Required work – Go through the listing beneath and show each line containing the string "PathBuf".

++++++++

use super::{generate_document, load_config};
use anyhow::Context;
use autoapi_openapi::{
    openapi_routes, CachedDocument, DocumentProvider, OpenApiGenerator, RouteManifest,
};
use clap::Args;
use std::path::PathBuf;
use std::sync::Arc;

/// Serve command arguments
#[derive(Args, Debug, Clone)]
pub struct ServeArgs {
    /// Route manifest (JSON or YAML)
    #[arg(long, short)]
    pub routes: PathBuf,

    /// Configuration file (TOML)
    #[arg(long, short)]
    pub config: Option<PathBuf>,

    /// Host to bind the server to
    #[arg(long, default_value = "127.0.0.1")]
    pub host: String,

    /// Port to bind the server to
    #[arg(long, short, default_value = "3000")]
    pub port: u16,
}

/// Serve the document and the Swagger UI page.
///
/// With `cache_ttl_secs` configured the manifest is re-read whenever the
/// cached document expires; otherwise it is generated once at startup.
pub async fn run(args: &ServeArgs) -> anyhow::Result<()> {
    let config = load_config(args.config.as_deref())?;

    let provider: Arc<dyn DocumentProvider> = match config.cache_ttl() {
        Some(ttl) => {
            let routes = args.routes.clone();
            let generator = OpenApiGenerator::new(config.clone());
            let cached = CachedDocument::new(ttl, move || {
                let manifest = RouteManifest::from_path(&routes)?;
                generator.generate_from(&manifest)
            });
            // fail fast on a broken manifest instead of on the first request
            cached
                .document()
                .with_context(|| format!("Failed to generate from {}", args.routes.display()))?;
            Arc::new(cached)
        }
        None => Arc::new(Arc::new(generate_document(&args.routes, &config)?)),
    };

    let app = openapi_routes(&config, provider);

    let addr = format!("{}:{}", args.host, args.port);
    let listener = tokio::net::TcpListener::bind(&addr)
        .await
        .with_context(|| format!("Failed to bind to {}", addr))?;

    tracing::info!("Serving OpenAPI document at http://{}{}", addr, config.schema_route());
    tracing::info!("Swagger UI available at http://{}{}", addr, config.ui_route());

    axum::serve(listener, app).await.context("Server error")?;

    Ok(())
}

++++++++

Response to the task –
use std::path::PathBuf;
    pub routes: PathBuf,
    pub config: Option<PathBuf>,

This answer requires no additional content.